# Time for a new shotty



## Mach1 (Dec 3, 2012)

This is going to be the year I make the move to waterfowl, so I figure it's time to move away from my old mossberg and get something new, last year for pheasants I got to use my brothers SBEll that he inherited and I loved it, but unfortunately for me he sold before I new it was for sale. So I want to get me a new Shotgun but unfortunately I can't afford a SBEll or higher end semi auto, and would rather save up and get one in a year or 2, so now I'm thinking a benelli nova or Winchester SXP, my question is how important would be getting something that will shoot 3 1/2" will be? I want to get into ducks, geese and swan....if I can get a tag.

I could use some pointers from those of you with the experience. Thanks guys!!


----------



## sknabnoj (Nov 29, 2012)

I might be in the minority on this one but, you can pick up a ruger red label for a decent price. Those shoot 3.5 in shells.
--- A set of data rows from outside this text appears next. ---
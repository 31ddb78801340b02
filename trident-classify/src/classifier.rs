//! The input classifier: method selection, fallback, escalation.

use std::collections::HashMap;
use std::sync::Arc;
use tracing::{debug, warn};

use keel::{
    AgentError, ClassificationMethod, ClassificationResult, InputKind, MetadataMap,
};

use crate::method::ClassifyMethod;

/// Configuration for [`InputClassifier`].
#[non_exhaustive]
#[derive(Debug, Clone)]
pub struct ClassifierConfig {
    /// Method used when the request does not pick one.
    pub default_method: ClassificationMethod,
    /// Method tried when the chosen method fails.
    pub fallback_method: ClassificationMethod,
    /// Below this confidence the ensemble escalation kicks in.
    pub confidence_threshold: f64,
    /// Whether sub-threshold results escalate to the ensemble.
    pub ensemble_for_uncertain: bool,
    /// Command prefix used by the safe-default path.
    pub command_prefix: String,
}

impl Default for ClassifierConfig {
    fn default() -> Self {
        Self {
            default_method: ClassificationMethod::Hybrid,
            fallback_method: ClassificationMethod::Rule,
            confidence_threshold: 0.8,
            ensemble_for_uncertain: false,
            command_prefix: "/".to_string(),
        }
    }
}

/// Routes classification requests to a method table, falls back on
/// failure, and escalates uncertain results to the ensemble.
pub struct InputClassifier {
    methods: HashMap<ClassificationMethod, Arc<dyn ClassifyMethod>>,
    config: ClassifierConfig,
}

impl InputClassifier {
    /// A classifier over the given method table.
    pub fn new(
        methods: HashMap<ClassificationMethod, Arc<dyn ClassifyMethod>>,
        config: ClassifierConfig,
    ) -> Self {
        Self { methods, config }
    }

    fn method(&self, name: ClassificationMethod) -> Result<&Arc<dyn ClassifyMethod>, AgentError> {
        self.methods.get(&name).ok_or_else(|| {
            AgentError::configuration(
                "METHOD_NOT_CONFIGURED",
                format!("classification method not configured: {name}"),
            )
        })
    }

    /// When every method fails: command iff the prefix matches, else
    /// prompt, at rock-bottom confidence.
    fn safe_default(&self, text: &str) -> ClassificationResult {
        let kind = if text.trim().starts_with(&self.config.command_prefix) {
            InputKind::Command
        } else {
            InputKind::Prompt
        };
        let mut result =
            ClassificationResult::new(kind, 0.1, self.config.fallback_method)
                .with_reasoning("all classification methods failed; safe default");
        result.metadata.insert("safe_default".into(), true.into());
        result
    }

    /// Classify `text` with `requested` (or the configured default),
    /// falling back and escalating per configuration.
    pub async fn classify(
        &self,
        text: &str,
        requested: Option<ClassificationMethod>,
        context: Option<&MetadataMap>,
    ) -> Result<ClassificationResult, AgentError> {
        let chosen = requested.unwrap_or(self.config.default_method);
        let mut result = match self.method(chosen)?.classify(text, context).await {
            Ok(result) => result,
            Err(primary_error) => {
                warn!(method = %chosen, error = %primary_error, "classification method failed");
                match self.method(self.config.fallback_method) {
                    Ok(fallback) => match fallback.classify(text, context).await {
                        Ok(mut fallback_result) => {
                            fallback_result
                                .set_confidence((fallback_result.confidence - 0.2).max(0.1));
                            let note = format!(
                                "primary method {chosen} failed: {}",
                                primary_error.message
                            );
                            fallback_result.reasoning = Some(match fallback_result.reasoning {
                                Some(reasoning) => format!("{reasoning} ({note})"),
                                None => note,
                            });
                            fallback_result
                                .metadata
                                .insert("fallback_from".into(), chosen.to_string().into());
                            fallback_result
                        }
                        Err(_) => self.safe_default(text),
                    },
                    Err(_) => self.safe_default(text),
                }
            }
        };

        if self.config.ensemble_for_uncertain
            && result.method != ClassificationMethod::Ensemble
            && result.confidence < self.config.confidence_threshold
        {
            if let Ok(ensemble) = self.method(ClassificationMethod::Ensemble) {
                debug!(
                    confidence = result.confidence,
                    "escalating uncertain classification to ensemble"
                );
                match ensemble.classify(text, context).await {
                    Ok(mut escalated) => {
                        escalated
                            .metadata
                            .insert("escalated_from".into(), result.method.to_string().into());
                        escalated.metadata.insert(
                            "original_confidence".into(),
                            serde_json::json!(result.confidence),
                        );
                        return Ok(escalated);
                    }
                    Err(e) => {
                        debug!(error = %e, "ensemble escalation failed; keeping original");
                        result
                            .metadata
                            .insert("escalation_failed".into(), true.into());
                    }
                }
            }
        }
        Ok(result)
    }
}

#[cfg(test)]
mod tests {
    use super::*;
    use async_trait::async_trait;

    struct FixedMethod {
        name: ClassificationMethod,
        result: Result<(InputKind, f64), String>,
    }

    #[async_trait]
    impl ClassifyMethod for FixedMethod {
        fn name(&self) -> ClassificationMethod {
            self.name
        }
        fn expected_accuracy(&self) -> f64 {
            0.5
        }
        fn average_latency_ms(&self) -> u64 {
            0
        }
        async fn classify(
            &self,
            _text: &str,
            _context: Option<&MetadataMap>,
        ) -> Result<ClassificationResult, AgentError> {
            match &self.result {
                Ok((kind, confidence)) => {
                    Ok(ClassificationResult::new(*kind, *confidence, self.name))
                }
                Err(message) => Err(AgentError::system("METHOD_FAILED", message.clone())),
            }
        }
    }

    fn classifier(
        methods: Vec<FixedMethod>,
        config: ClassifierConfig,
    ) -> InputClassifier {
        let table: HashMap<ClassificationMethod, Arc<dyn ClassifyMethod>> = methods
            .into_iter()
            .map(|m| (m.name, Arc::new(m) as Arc<dyn ClassifyMethod>))
            .collect();
        InputClassifier::new(table, config)
    }

    #[tokio::test]
    async fn default_method_is_used_when_none_requested() {
        let c = classifier(
            vec![FixedMethod {
                name: ClassificationMethod::Hybrid,
                result: Ok((InputKind::Prompt, 0.9)),
            }],
            ClassifierConfig::default(),
        );
        let result = c.classify("hello", None, None).await.unwrap();
        assert_eq!(result.method, ClassificationMethod::Hybrid);
        assert_eq!(result.kind, InputKind::Prompt);
    }

    #[tokio::test]
    async fn failure_falls_back_with_reduced_confidence() {
        let c = classifier(
            vec![
                FixedMethod {
                    name: ClassificationMethod::Hybrid,
                    result: Err("model unreachable".into()),
                },
                FixedMethod {
                    name: ClassificationMethod::Rule,
                    result: Ok((InputKind::Workflow, 0.7)),
                },
            ],
            ClassifierConfig::default(),
        );
        let result = c.classify("fix things", None, None).await.unwrap();
        assert_eq!(result.kind, InputKind::Workflow);
        assert!((result.confidence - 0.5).abs() < 1e-9);
        assert_eq!(result.metadata["fallback_from"], "hybrid");
        assert!(result.reasoning.unwrap().contains("model unreachable"));
    }

    #[tokio::test]
    async fn fallback_confidence_floors_at_point_one() {
        let c = classifier(
            vec![
                FixedMethod {
                    name: ClassificationMethod::Hybrid,
                    result: Err("down".into()),
                },
                FixedMethod {
                    name: ClassificationMethod::Rule,
                    result: Ok((InputKind::Prompt, 0.15)),
                },
            ],
            ClassifierConfig::default(),
        );
        let result = c.classify("x", None, None).await.unwrap();
        assert!((result.confidence - 0.1).abs() < 1e-9);
    }

    #[tokio::test]
    async fn both_failing_yields_safe_default() {
        let c = classifier(
            vec![
                FixedMethod {
                    name: ClassificationMethod::Hybrid,
                    result: Err("down".into()),
                },
                FixedMethod {
                    name: ClassificationMethod::Rule,
                    result: Err("also down".into()),
                },
            ],
            ClassifierConfig::default(),
        );
        let result = c.classify("/status", None, None).await.unwrap();
        assert_eq!(result.kind, InputKind::Command);
        assert_eq!(result.confidence, 0.1);
        assert_eq!(result.metadata["safe_default"], true);

        let result = c.classify("hello there", None, None).await.unwrap();
        assert_eq!(result.kind, InputKind::Prompt);
    }

    #[tokio::test]
    async fn uncertain_result_escalates_to_ensemble() {
        let mut config = ClassifierConfig::default();
        config.ensemble_for_uncertain = true;
        let c = classifier(
            vec![
                FixedMethod {
                    name: ClassificationMethod::Hybrid,
                    result: Ok((InputKind::Prompt, 0.4)),
                },
                FixedMethod {
                    name: ClassificationMethod::Ensemble,
                    result: Ok((InputKind::Workflow, 0.85)),
                },
            ],
            config,
        );
        let result = c.classify("do things", None, None).await.unwrap();
        assert_eq!(result.kind, InputKind::Workflow);
        assert_eq!(result.method, ClassificationMethod::Ensemble);
        assert_eq!(result.metadata["escalated_from"], "hybrid");
        assert_eq!(result.metadata["original_confidence"], 0.4);
    }

    #[tokio::test]
    async fn confident_result_does_not_escalate() {
        let mut config = ClassifierConfig::default();
        config.ensemble_for_uncertain = true;
        let c = classifier(
            vec![
                FixedMethod {
                    name: ClassificationMethod::Hybrid,
                    result: Ok((InputKind::Prompt, 0.95)),
                },
                FixedMethod {
                    name: ClassificationMethod::Ensemble,
                    result: Ok((InputKind::Workflow, 0.85)),
                },
            ],
            config,
        );
        let result = c.classify("hello", None, None).await.unwrap();
        assert_eq!(result.method, ClassificationMethod::Hybrid);
        assert!(!result.metadata.contains_key("escalated_from"));
    }

    #[tokio::test]
    async fn requested_method_overrides_default() {
        let c = classifier(
            vec![
                FixedMethod {
                    name: ClassificationMethod::Hybrid,
                    result: Ok((InputKind::Prompt, 0.9)),
                },
                FixedMethod {
                    name: ClassificationMethod::Llm,
                    result: Ok((InputKind::Workflow, 0.9)),
                },
            ],
            ClassifierConfig::default(),
        );
        let result = c
            .classify("x", Some(ClassificationMethod::Llm), None)
            .await
            .unwrap();
        assert_eq!(result.method, ClassificationMethod::Llm);
    }
}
Yes, they only allow for two shots at a time but, I guarantee you can reload faster than your buddy you has 3 shots next to you and his semi auto. Anyway... Just a thought. I know obviously that a semi with a synthetic stock is probably the preferred shotgun for the marsh but, I love me an O/U sometimes.


----------



## outdoorser (Jan 14, 2013)

I would say go with the Benelli Nova, it can shoot anything from 2 3/4" to 3 1/2". I love my nova. Mine is in MAX4 camo and I picked it up used for $300. The SXP looks like a good gun too.


----------



## hamernhonkers (Sep 28, 2007)

sknabnoj said:


> I might be in the minority on this one but, you can pick up a ruger red label for a decent price. Those shoot 3.5 in shells. Yes, they only allow for two shots at a time but, I guarantee you can reload faster than your buddy you has 3 shots next to you and his semi auto. Anyway... Just a thought. I know obviously that a semi with a synthetic stock is probably the preferred shotgun for the marsh but, I love me an O/U sometimes.


You have a RRL that shoots 3.5" shells?

To the OP the 3 1/2" hull really gives you no advantage over a 3" hull and in fact can hurt your shooting if you develop a flinch from the recoil from a fixed breach gun or inertia driven gun.

The key to shooting well is finding a gun that fits you, then matching a load/choke that patterns well to the range your are shooting and then lots of practice with it.

Good luck to ya.


----------



## travis madden (Sep 29, 2007)

As far as "having" to have a gun that shoots 3.5" it is not a "have to" in my opinion. I shoot nothing but 3" #2 all the time and have killed ducks, geese and swans with no problems. As stated above it is a personal preference and what you are comfortable with.


----------



## Huge29 (Sep 17, 2007)

See what feels best for you, for me I liked the feel of the 870 much better than the feel of the Nova at a much lower price. Do some fondling and see which one feels best on the shoulder and down the barrel.


----------



## Greenhead_Slayer (Oct 16, 2007)

Keep an eye on the local classified gun sites, every now and then someone will be desperate to get rid of their benelli. My neighbor just got a SBEII that had 1 box of shells through it for $800. That is a screaming deal.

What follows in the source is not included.